SOB A SOMBRA DE UM COLOSSO


O filme "Reine sobre mim" está longe, muito longe, de ser um bom filme. Mas algo nele é absolutamente original. Pela primeira vez (segundo me lembre) um filme trata dos videogames como arte, pelo menos como forma de dar vida a um personagem. Nos filmes, geralmente, vemos os personagens capturados por livros, poemas, obras de arte, músicas ou mesmo outros filmes. Neste, o personagem vivido por Adam Sandler é fascinado, justamente, por um jogo: SHADOW OF THE COLOSSUS (PS2), um dos mais originais jogos já criados nos últimos tempos. Nele, vivemos o drama de um jovem guerreiro, de alguma terra mágica. Determinado a salvar a vida de uma moça misteriosa, ele aceita enfrentar uma perigosa - e quase impossível - jornada de exterminar 16 gigantes (colossus) espalhados pelo reino. Sob formas, aparêcias, características e desafios diferentes, os monstros são como prédios a serem escalados, com pontos frágeis que, quando atingidos, os fazem sucumbir ao chão como torres desmoronadas. O jogo é original por que é EXATAMENTE e APENAS isso. Não há inimigos menores ou outra coisa a se fazer que não caçar os gigantes em todos os cantos do reino. Um após um, fazendo-os ruir, para conquistar o direito de trazer de volta a vida uma pessoa que se foi. Um jogo silencioso, mágico, de luzes, sombras e névoa, que nos coloca, sem esforço, dentro de uma atmosfera que temos certeza existir em algum lugar. E que nos obriga ao compadecimento, porque partilhamos daquela solidão vivida pelo jovem guerreiro e seu fiel cavalo Agro, enquanto cavalgam planícies e bosques, em busca do próximo confronto. E sob a sombra de um colosso desvendamos um mundo de escuridão como quem caminha por corredores escuros com a orientação da chama acanhada de uma vela. Força e fragilidade, equilibradas na pele machucada de um herói menino que não desiste nunca. Obrigatório.

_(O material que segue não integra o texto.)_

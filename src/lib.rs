//! Advanced planning & scheduling decision core.
//!
//! Places work orders on machines under due-date, priority, eligibility and
//! setup / batch-time constraints, then explains the orders a run could not
//! place on time.
//!
//! # Modules
//!
//! - **`models`**: Domain types: `WorkOrder`, `Machine`, `Calendar`,
//!   `SetupRule`, `ItemFamily`, `BatchRule`, `Schedule`
//! - **`cost`**: Assignment-dependent durations (changeovers, batches)
//! - **`dispatching`**: Dispatch policies: rule-based and learned
//! - **`engine`**: The step-by-step decision engine
//! - **`outcome`**: Run results, KPIs, JSON / CSV export
//! - **`diagnosis`**: Root-cause classification of unplanned / late orders
//! - **`scenario`**: Isolated what-if runs, optionally in parallel
//! - **`validation`**: Input integrity checks
//! - **`config`**, **`logging`**, **`error`**: Ambient plumbing
//!
//! # Example
//!
//! ```
//! use u_aps::{run_scenario, ApsConfig, Machine, RulePolicy, Scenario, WorkOrder};
//!
//! let scenario = Scenario::new("demo")
//!     .with_machine(Machine::new("M1"))
//!     .with_order(
//!         WorkOrder::new("O1")
//!             .with_processing(60)
//!             .with_due(480)
//!             .with_item("BOLT")
//!             .with_machine("M1"),
//!     );
//!
//! let report = run_scenario(scenario, Box::new(RulePolicy::edd()), &ApsConfig::default())?;
//! assert!(report.result.is_complete());
//! assert!(report.reasons.is_empty());
//! # Ok::<(), u_aps::EngineError>(())
//! ```
//!
//! # References
//!
//! - Pinedo (2016), "Scheduling: Theory, Algorithms, and Systems"
//! - Allahverdi et al. (2008), "A survey of scheduling problems with
//!   setup times or costs"

pub mod config;
pub mod cost;
pub mod diagnosis;
pub mod dispatching;
pub mod engine;
pub mod error;
pub mod logging;
pub mod models;
pub mod outcome;
pub mod scenario;
pub mod validation;

pub use config::{ApsConfig, ClassifierConfig, EngineConfig};
pub use cost::{CostBreakdown, CostModel, CostTables, SetupSource};
pub use diagnosis::{
    DiagnosisSummary, PlanStatus, ReasonCode, RiskLevel, RootCauseClassifier, UnplannedReason,
};
pub use dispatching::{DispatchPolicy, LearnedPolicy, Observation, PolicyArtifact, RulePolicy};
pub use engine::{
    decode_action, encode_action, Action, DecisionEngine, InvalidAction, InvalidReason,
    StepDelta, StepOutcome,
};
pub use error::{ConfigError, CostError, EngineError, EngineResult, ExportError, PolicyError};
pub use models::{
    BatchRule, Calendar, ItemFamily, Machine, Schedule, ScheduleEntry, SetupRule, WorkOrder,
};
pub use outcome::{export, ExportPaths, RunStatus, ScheduleKpi, ScheduleResult};
pub use scenario::{run_scenario, run_scenarios, Scenario, ScenarioReport};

MELANCOLIA, DEVANEIOS E CARTÕES POSTAIS


"Beijo roubado" (My Blueberry Nights) é um filme doce e melancólico, quase azedo e recheado de nuances, como uma boa fatia de torta de mirtilo. Esta, definitivamente, não é a torta mais popular de todas, por que não é deliciosamente óbvia como o cheesecake ou outra qualquer. E essa metáfora serve para este filme precioso do diretor Wong Kar-wai. Como um videoclipe, o filme não faz questão de ser linear, tampouco inflexível nos planos, distorções e enquadramentos, o que nos dá uma curiosa e original narração. No fim das contas, uma história de amor como todas as outras, marcada pelas idas e vindas da vida, em que tudo é circular, e que acabamos sempre voltando para onde partimos, como uma catarse de encerramento. Assim, acompanhamos a história de Elizabeth (bem interpretada pela estreante Norah Jones) que sai de Nova York, desiludida por um coração partido, e após se lançar na estrada e conhecer cidades americanas, trabalhando como garçonete em bares e restaurantes, cronicando seus passos com cartões postais sem endereço, volta para seu ponto de partida: um café sem pretensão, de um inglês (Jude Law) que, também ele, tem sua história de idas e vindas e corações partidos. A discussão dos dois sobre a jarra de chaves perdidas, esquecidas ou simplesmente abandonadas, é pura filosofia e devaneio. Ao longo das quase duas horas, temperos, sabores e sensações diversas vão fazendo deste filme uma receita (difícil, é verdade) mas diferente, de observação da vida como ela é, como uma construção de momentos variados, que se sobrepõem enquanto o tempo passa, marcando-nos com doce melancolia, decepções, alegrias fugazes e o desejo indomável de irmos a algum lugar, encontrar um destino. Nem que esse destino seja, justamente, onde já estamos.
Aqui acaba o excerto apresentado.